(Records from a data source)
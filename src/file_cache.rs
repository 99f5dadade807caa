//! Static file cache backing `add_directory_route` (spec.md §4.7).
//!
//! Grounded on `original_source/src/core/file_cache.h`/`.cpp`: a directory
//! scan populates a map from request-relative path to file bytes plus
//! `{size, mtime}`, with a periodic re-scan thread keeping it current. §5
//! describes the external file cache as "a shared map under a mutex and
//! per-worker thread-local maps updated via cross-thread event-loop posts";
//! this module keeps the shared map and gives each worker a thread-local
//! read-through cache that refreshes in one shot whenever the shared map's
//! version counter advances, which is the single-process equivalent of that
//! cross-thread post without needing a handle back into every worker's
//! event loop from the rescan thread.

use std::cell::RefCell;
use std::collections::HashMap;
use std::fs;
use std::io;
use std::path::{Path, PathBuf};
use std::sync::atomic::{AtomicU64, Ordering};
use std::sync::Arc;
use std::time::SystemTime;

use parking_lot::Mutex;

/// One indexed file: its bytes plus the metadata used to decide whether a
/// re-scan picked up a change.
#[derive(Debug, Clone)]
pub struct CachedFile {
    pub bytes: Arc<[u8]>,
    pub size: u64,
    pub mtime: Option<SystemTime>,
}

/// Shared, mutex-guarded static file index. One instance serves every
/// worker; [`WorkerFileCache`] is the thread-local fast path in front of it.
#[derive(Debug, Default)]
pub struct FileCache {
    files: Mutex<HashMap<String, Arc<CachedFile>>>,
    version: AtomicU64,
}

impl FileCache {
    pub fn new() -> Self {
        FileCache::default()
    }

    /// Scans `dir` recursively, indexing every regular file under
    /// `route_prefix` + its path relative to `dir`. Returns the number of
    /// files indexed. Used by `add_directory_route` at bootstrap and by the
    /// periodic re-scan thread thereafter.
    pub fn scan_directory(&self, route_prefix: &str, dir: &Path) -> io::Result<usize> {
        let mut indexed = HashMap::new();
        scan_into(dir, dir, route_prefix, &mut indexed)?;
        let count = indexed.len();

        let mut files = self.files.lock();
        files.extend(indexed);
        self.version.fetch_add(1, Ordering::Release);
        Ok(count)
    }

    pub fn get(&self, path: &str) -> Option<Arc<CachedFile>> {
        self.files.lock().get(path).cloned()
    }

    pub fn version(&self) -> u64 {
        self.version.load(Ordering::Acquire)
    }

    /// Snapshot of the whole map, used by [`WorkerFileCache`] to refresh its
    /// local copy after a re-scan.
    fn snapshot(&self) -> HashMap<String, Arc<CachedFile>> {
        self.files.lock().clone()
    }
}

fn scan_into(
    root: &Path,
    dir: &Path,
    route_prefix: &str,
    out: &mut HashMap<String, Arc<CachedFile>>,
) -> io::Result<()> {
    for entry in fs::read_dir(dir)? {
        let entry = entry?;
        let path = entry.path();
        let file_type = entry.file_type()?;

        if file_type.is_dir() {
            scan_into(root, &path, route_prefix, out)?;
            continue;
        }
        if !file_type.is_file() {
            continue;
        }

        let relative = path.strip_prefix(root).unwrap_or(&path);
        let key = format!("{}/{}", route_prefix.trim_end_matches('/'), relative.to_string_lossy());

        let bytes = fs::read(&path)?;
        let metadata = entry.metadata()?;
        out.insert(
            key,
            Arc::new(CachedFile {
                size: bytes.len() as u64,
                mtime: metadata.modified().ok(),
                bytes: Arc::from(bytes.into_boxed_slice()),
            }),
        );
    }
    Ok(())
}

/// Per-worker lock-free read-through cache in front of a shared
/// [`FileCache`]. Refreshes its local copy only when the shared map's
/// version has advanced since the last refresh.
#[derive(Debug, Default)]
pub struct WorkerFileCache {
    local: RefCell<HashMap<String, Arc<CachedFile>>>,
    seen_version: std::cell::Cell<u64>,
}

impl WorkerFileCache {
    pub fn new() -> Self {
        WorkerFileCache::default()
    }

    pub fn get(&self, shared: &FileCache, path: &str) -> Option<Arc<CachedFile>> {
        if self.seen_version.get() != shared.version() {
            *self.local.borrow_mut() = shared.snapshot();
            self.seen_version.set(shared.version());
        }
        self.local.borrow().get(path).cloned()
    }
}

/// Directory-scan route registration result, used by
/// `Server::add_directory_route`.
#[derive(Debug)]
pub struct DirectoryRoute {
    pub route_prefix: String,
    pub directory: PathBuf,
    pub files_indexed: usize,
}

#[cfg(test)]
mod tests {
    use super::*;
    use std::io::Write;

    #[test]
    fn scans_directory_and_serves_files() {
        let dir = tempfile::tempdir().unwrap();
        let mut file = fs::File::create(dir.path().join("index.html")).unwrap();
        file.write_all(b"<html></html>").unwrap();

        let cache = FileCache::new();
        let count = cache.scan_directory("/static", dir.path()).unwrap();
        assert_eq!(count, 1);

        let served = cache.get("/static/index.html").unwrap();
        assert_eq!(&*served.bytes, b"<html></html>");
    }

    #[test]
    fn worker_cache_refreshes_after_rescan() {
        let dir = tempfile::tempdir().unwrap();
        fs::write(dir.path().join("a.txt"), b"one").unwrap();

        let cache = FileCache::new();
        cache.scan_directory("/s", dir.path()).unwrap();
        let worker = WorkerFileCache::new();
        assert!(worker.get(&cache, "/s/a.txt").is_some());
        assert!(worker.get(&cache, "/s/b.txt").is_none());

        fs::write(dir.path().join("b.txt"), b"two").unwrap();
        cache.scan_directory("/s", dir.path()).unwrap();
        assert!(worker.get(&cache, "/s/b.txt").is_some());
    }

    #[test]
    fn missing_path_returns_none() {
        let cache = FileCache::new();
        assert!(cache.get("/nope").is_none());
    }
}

==

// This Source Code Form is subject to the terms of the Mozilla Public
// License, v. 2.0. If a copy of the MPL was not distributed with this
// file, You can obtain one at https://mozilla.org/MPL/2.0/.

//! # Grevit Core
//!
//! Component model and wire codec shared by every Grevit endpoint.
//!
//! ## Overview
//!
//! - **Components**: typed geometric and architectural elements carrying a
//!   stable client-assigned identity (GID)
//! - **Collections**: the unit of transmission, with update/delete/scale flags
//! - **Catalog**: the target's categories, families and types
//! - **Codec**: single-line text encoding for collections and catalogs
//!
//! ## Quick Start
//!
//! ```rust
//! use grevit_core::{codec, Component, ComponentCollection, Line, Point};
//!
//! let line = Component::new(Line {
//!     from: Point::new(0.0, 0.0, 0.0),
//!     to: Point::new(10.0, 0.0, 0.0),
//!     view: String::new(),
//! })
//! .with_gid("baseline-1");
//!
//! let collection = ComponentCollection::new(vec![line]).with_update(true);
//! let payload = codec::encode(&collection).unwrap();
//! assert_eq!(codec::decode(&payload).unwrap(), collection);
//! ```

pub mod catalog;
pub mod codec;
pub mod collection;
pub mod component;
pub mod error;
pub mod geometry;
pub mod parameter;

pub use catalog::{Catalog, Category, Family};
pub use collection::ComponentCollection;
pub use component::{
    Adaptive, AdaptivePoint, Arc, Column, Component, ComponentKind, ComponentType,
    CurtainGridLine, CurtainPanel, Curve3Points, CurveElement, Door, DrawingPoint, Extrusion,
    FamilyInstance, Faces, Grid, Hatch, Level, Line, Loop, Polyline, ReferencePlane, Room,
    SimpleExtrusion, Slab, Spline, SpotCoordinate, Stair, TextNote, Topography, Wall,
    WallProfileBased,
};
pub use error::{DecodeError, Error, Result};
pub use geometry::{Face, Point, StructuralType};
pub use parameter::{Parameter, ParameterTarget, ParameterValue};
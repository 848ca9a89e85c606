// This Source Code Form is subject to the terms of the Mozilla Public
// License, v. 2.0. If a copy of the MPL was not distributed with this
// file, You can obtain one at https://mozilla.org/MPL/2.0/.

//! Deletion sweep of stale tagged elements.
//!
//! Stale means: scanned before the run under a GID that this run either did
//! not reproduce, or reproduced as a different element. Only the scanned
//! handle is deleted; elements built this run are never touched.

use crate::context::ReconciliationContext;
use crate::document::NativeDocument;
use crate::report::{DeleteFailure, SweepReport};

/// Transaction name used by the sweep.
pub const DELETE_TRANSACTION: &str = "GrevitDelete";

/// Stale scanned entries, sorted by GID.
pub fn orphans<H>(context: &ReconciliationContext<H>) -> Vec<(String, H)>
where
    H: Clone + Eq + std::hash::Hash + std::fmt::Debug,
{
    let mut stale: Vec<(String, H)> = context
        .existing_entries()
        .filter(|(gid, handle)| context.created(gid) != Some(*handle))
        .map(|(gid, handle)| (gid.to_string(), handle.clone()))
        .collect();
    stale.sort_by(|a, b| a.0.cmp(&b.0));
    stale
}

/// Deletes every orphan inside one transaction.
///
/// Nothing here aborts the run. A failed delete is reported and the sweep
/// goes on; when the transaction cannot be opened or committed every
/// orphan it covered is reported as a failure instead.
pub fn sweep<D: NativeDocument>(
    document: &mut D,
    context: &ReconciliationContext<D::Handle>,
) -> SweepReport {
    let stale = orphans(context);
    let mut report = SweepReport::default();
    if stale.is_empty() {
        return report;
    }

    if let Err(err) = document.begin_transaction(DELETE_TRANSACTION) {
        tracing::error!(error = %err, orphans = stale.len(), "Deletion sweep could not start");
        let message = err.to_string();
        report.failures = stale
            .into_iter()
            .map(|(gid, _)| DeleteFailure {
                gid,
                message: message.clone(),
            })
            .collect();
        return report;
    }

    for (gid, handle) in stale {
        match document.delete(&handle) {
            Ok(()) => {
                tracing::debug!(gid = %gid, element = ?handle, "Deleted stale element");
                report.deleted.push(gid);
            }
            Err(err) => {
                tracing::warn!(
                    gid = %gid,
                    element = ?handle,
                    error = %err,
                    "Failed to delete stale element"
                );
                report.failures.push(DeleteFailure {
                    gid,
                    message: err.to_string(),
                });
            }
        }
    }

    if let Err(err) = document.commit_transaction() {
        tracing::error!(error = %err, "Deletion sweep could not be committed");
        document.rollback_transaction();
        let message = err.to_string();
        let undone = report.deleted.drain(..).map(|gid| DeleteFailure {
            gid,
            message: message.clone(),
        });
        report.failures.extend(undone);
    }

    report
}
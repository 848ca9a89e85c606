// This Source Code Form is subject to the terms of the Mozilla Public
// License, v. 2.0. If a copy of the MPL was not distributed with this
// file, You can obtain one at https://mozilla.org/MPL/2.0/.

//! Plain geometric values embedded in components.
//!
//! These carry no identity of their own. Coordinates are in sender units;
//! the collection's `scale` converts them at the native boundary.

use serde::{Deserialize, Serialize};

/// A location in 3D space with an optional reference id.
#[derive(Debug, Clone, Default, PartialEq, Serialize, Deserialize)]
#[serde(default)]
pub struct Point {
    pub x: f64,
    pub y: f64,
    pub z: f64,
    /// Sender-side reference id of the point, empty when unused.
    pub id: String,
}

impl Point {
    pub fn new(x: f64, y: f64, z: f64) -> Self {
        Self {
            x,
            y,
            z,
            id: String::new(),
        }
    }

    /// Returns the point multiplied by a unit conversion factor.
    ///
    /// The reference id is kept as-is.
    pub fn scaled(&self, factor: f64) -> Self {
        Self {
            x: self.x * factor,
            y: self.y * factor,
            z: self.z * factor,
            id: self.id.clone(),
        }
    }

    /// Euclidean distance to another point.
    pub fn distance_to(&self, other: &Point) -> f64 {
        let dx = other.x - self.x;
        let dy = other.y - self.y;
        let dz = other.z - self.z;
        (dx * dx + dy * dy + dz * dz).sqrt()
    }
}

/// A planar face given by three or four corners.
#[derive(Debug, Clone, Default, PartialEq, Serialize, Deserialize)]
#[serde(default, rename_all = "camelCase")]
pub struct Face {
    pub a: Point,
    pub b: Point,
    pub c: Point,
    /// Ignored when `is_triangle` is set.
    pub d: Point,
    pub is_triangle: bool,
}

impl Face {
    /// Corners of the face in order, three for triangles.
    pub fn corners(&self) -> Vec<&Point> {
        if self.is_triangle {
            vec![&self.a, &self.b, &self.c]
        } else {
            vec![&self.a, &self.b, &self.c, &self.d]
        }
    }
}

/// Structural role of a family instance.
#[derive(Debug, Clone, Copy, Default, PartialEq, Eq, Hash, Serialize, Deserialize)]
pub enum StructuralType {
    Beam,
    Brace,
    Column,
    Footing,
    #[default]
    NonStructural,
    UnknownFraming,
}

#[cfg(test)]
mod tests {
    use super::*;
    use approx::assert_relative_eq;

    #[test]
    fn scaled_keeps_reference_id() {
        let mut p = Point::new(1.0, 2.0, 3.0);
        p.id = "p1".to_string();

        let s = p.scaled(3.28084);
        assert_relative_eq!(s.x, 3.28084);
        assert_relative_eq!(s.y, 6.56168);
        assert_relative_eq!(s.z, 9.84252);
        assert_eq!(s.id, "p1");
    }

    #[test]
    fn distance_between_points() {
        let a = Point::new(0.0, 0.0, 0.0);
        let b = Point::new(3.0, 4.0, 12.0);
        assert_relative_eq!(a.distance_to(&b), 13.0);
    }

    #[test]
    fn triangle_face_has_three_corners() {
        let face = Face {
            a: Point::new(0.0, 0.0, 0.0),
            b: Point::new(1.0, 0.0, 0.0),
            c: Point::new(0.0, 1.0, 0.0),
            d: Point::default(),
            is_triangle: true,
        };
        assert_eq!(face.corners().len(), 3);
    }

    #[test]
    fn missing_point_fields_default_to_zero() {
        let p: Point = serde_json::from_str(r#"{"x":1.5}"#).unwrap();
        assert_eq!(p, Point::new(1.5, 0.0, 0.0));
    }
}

--

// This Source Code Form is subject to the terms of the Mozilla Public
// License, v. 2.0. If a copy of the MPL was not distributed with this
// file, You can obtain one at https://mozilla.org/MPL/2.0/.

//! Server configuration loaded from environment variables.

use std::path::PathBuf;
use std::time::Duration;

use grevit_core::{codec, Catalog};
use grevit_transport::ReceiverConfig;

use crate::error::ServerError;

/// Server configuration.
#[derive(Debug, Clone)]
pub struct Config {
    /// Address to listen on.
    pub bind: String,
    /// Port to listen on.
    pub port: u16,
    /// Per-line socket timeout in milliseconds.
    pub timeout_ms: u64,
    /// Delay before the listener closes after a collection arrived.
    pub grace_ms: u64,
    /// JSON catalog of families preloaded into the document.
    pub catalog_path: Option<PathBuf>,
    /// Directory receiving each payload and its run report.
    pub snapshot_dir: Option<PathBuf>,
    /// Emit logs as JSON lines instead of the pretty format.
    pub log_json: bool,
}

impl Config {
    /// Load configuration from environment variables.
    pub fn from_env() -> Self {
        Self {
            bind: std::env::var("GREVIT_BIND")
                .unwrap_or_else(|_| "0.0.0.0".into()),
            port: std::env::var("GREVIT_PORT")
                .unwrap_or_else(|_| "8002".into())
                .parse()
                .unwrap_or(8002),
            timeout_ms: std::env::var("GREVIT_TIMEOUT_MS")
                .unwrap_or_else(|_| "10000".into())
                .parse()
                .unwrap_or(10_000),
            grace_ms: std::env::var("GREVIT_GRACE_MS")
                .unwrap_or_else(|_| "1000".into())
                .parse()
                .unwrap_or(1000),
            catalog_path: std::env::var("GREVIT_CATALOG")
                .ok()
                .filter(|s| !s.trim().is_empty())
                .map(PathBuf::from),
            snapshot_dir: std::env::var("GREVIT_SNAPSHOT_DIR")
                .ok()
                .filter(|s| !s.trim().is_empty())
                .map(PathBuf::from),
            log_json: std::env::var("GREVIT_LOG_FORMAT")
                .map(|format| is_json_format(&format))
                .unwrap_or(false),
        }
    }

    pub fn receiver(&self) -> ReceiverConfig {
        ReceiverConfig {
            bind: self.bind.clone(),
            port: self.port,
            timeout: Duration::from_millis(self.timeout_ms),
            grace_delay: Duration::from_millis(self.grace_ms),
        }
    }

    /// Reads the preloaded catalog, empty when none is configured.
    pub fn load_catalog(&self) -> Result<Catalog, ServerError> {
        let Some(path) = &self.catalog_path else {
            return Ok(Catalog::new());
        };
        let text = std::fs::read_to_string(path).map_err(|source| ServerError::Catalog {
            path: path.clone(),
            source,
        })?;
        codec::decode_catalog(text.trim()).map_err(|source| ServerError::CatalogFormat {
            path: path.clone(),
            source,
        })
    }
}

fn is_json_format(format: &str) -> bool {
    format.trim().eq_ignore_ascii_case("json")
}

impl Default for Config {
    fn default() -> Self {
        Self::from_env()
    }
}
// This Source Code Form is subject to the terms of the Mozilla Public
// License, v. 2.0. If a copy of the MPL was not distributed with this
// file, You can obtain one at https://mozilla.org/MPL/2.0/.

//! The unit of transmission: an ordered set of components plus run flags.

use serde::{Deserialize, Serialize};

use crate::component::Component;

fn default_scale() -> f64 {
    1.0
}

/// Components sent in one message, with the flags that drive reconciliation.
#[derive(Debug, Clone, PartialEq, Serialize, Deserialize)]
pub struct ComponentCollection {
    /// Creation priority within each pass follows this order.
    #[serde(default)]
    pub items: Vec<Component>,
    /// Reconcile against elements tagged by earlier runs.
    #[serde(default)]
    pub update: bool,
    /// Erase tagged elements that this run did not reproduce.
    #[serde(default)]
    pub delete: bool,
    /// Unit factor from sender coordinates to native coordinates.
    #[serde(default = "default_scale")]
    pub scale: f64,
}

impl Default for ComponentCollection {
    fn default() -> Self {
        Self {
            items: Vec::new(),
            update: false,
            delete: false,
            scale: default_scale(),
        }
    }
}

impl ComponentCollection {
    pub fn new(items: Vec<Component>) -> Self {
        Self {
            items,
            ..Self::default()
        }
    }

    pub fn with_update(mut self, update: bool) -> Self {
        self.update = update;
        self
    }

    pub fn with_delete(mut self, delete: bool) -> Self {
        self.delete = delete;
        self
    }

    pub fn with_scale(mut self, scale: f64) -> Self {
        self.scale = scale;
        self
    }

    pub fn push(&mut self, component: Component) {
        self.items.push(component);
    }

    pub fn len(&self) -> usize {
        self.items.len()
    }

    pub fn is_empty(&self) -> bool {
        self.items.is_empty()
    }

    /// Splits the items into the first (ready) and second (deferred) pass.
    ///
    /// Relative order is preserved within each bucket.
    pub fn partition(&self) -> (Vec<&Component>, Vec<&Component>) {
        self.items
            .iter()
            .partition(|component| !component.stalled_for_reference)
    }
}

§ **Work request**
Would you please filter the lines above and copy every one that includes "true"?

§ **Solved exercise**
//! let collection = ComponentCollection::new(vec![line]).with_update(true);
            is_triangle: true,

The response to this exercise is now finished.